48. In most of the writ petitions G.O. Ms. No. 42, dated 17-5-2000 is alone challenged. By issuing the said G.O., the Government only decided to implement the Control Order which was later modified by G.O. Ms. No. 66 dated 11-8-2000 ordering to implement the Control Order with effect from 1-11-2000 in urban areas and 1-4-2001 in rural areas. The petitioners contend that the action of the State Government in proposing to implement the Central Control Order is arbitrary and illegal. This challenge ignores the basic principles of constitutional governance. The Essential Commodities Act is a law made by the Union Legislation under to Entry 33 of the concurrent list of VII Schedule to the Constitution. Therefore, even if in the State of A.P. were to make a law, the same by reason of Article 246(2) read with Article 254 cannot be contrary to Essential Commodities Act or any Control Order made by the Central Government under Section 3 thereof. This is well settled. A reference may be made to District Collector, Chittoor v. Chittoor District Groundnut Traders Association, (1989) 2 SCC 58, wherein the Supreme Court laid down that the State Government cannot make any Control Order in contravention of the power delegated to the State Government under Section 5 of the Act. Further, under Article 256 of the Constitution the executive power of every State shall be so exercised as to ensure compliance with the law made by Parliament and any existing laws which apply in that State. It must not be ignored that the laws made by the Parliament apply for the whole of the country and the State Government is bound to enforce them. The effect of mandamus which is sought in these cases, would be compelling the Government to ignore the Control Order made by the Central Government. It is well settled that the jurisdiction under Article 226 of issue writs in the nature of mandamus cannot be exercised to direct the State or any authority to ignore the law or Act contrary to constitutional provisions and validly made law. (See Brij Mohan v. M.P.S.R.T. Corporation, and LIC of India v. Asha Ramachandra Ambedkar)
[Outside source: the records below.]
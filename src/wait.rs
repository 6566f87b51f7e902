// This file is part of the terraform-provider-huaweicloud project
//
// Copyright (C) ANEO, 2024-2024. All rights reserved.
//
// Licensed under the Apache License, Version 2.0 (the "License")
// you may not use this file except in compliance with the License.
// You may obtain a copy of the License at
//
//     http://www.apache.org/licenses/LICENSE-2.0
//
// Unless required by applicable law or agreed to in writing, software
// distributed under the License is distributed on an "AS IS" BASIS,
// WITHOUT WARRANTIES OR CONDITIONS OF ANY KIND, either express or implied.
// See the License for the specific language governing permissions and
// limitations under the License.

//! Wait for a remote object to reach a target status
//!
//! The refresh function is called until it reports one of the target
//! statuses, or an unexpected status, or until the timeout elapses.

use std::future::Future;
use std::time::Duration;

use tracing::{debug, trace};

pub const DELETED: &str = "DELETED";

const DEFAULT_NOT_FOUND_CHECKS: usize = 20;
const MIN_BACKOFF: Duration = Duration::from_millis(100);
const MAX_BACKOFF: Duration = Duration::from_secs(10);

/// Result of a single refresh
#[derive(Debug, Clone, PartialEq, Eq)]
pub enum Refreshed<T> {
    /// The object exists and has the given status
    State(T, String),
    /// The object does not exist
    Gone,
}

#[derive(Debug, thiserror::Error)]
pub enum WaitError {
    #[error("timeout while waiting for state to become '{expected}' (last state: '{last_state}', timeout: {timeout:?})")]
    Timeout {
        last_state: String,
        expected: String,
        timeout: Duration,
    },
    #[error("unexpected state '{state}', wanted target '{expected}'")]
    UnexpectedState { state: String, expected: String },
    #[error("couldn't find resource ({checks} retries)")]
    NotFound { checks: usize },
    #[error(transparent)]
    Refresh(#[from] anyhow::Error),
}

/// Configuration of a wait loop
#[derive(Debug, Clone)]
pub struct StateChangeConf {
    pub pending: &'static [&'static str],
    pub target: &'static [&'static str],
    /// Wait before the first refresh
    pub delay: Duration,
    /// Wait between two refreshes, exponential back-off when zero
    pub poll_interval: Duration,
    /// Smallest wait between two refreshes
    pub min_timeout: Duration,
    pub timeout: Duration,
    /// Number of consecutive "gone" answers tolerated when not waiting for deletion
    pub not_found_checks: usize,
    /// Number of consecutive target answers required
    pub continuous_target_occurrence: usize,
}

impl Default for StateChangeConf {
    fn default() -> Self {
        Self {
            pending: &[],
            target: &[],
            delay: Duration::ZERO,
            poll_interval: Duration::ZERO,
            min_timeout: Duration::ZERO,
            timeout: Duration::from_secs(600),
            not_found_checks: DEFAULT_NOT_FOUND_CHECKS,
            continuous_target_occurrence: 1,
        }
    }
}

impl StateChangeConf {
    fn expected(&self) -> String {
        self.target.join(", ")
    }

    fn waits_for_deletion(&self) -> bool {
        self.target.is_empty() || self.target.contains(&DELETED)
    }

    /// Poll `refresh` until a target status is reached
    ///
    /// Returns `None` when the object is gone and that was the target.
    pub async fn wait_for_state<T, F, Fut>(&self, mut refresh: F) -> Result<Option<T>, WaitError>
    where
        F: FnMut() -> Fut,
        Fut: Future<Output = anyhow::Result<Refreshed<T>>>,
    {
        let mut last_state = String::new();
        let poll = async {
            tokio::time::sleep(self.delay).await;

            let mut backoff = MIN_BACKOFF;
            let mut not_found = 0;
            let mut occurrences = 0;
            loop {
                let refreshed = match refresh().await {
                    Ok(refreshed) => refreshed,
                    Err(err) => return Err(WaitError::Refresh(err)),
                };
                match refreshed {
                    Refreshed::Gone => {
                        last_state = DELETED.to_owned();
                        occurrences = 0;
                        if self.waits_for_deletion() {
                            return Ok(None);
                        }
                        not_found += 1;
                        if not_found > self.not_found_checks {
                            return Err(WaitError::NotFound {
                                checks: self.not_found_checks,
                            });
                        }
                    }
                    Refreshed::State(value, status) => {
                        trace!(status = %status, "Refreshed state");
                        not_found = 0;
                        last_state.clone_from(&status);
                        if self.target.contains(&status.as_str()) {
                            occurrences += 1;
                            if occurrences >= self.continuous_target_occurrence {
                                return Ok(Some(value));
                            }
                        } else if self.pending.contains(&status.as_str()) {
                            occurrences = 0;
                        } else {
                            return Err(WaitError::UnexpectedState {
                                state: status,
                                expected: self.expected(),
                            });
                        }
                    }
                }

                let wait = self.poll_interval.max(self.min_timeout);
                if wait.is_zero() {
                    tokio::time::sleep(backoff).await;
                    backoff = (backoff * 2).min(MAX_BACKOFF);
                } else {
                    tokio::time::sleep(wait).await;
                }
            }
        };

        let result = tokio::time::timeout(self.timeout, poll).await;
        match result {
            Ok(result) => result,
            Err(_) => {
                debug!(last_state = %last_state, timeout = ?self.timeout, "Wait timed out");
                Err(WaitError::Timeout {
                    last_state,
                    expected: self.expected(),
                    timeout: self.timeout,
                })
            }
        }
    }
}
49. In the result, for the aforementioned reasons, all the writ petitions fail and arc accordingly dismissed. No order as to costs.

V.V.S. Rao, J.

After pronouncement of the judgment, Sri K Srinivas, learned Counsel has placed before this Court a Photostat copy of the Gazette of India dated 15-2-2000 vide which the Government notified the Removal of (Licensing requirements, Stocks limits and Movement Restrictions) on specified Foodstuffs Order, 2002 (2002 Control Order). By reason of Clause l(c) of the said Control Order, the same shall come into force after thirty days from the date of publication in the Official Gazette. Clause 3 thereof lays down that after coming into force of the said Order, any dealer may freely buy, stock, sell, transport, distribute, dispose, acquire, use or eonsume any quantity of wheat, paddy/rice, coarse gains, sugar, edible oil seeds and edible oils and shall not require any licence or permit under any Order issued under the Essential Commodities Act, 1955. After going through the 2002 Control Order, this Court is of the considered opinion, in pith and substance, it is only a Control Order permitting a person to buy or sell certain foodstuffs without any licence under any Order issued by the Central Government or State Government under the Essential Commodities Act. The impugned Control Order viz., Edible Oils Packaging (Regulation) Order, 1998 does not, however, deal with the same. Therefore, the submission that on coming into force of the 2002 Control Order, the earlier Control Order cannot be given effect to, cannot be countenanced. There is no explicit repeal of the impugned Control Order nor it can be implied. The findings recorded on the two points for consideration while dismissing the batch of writ petitions do not in any way get diluted by 2002 Control Order referred to herein above. Though this was not put in issue, the learned Counsel for the petitioners requested this Court to make observations and hence these observations will form part of the judgment.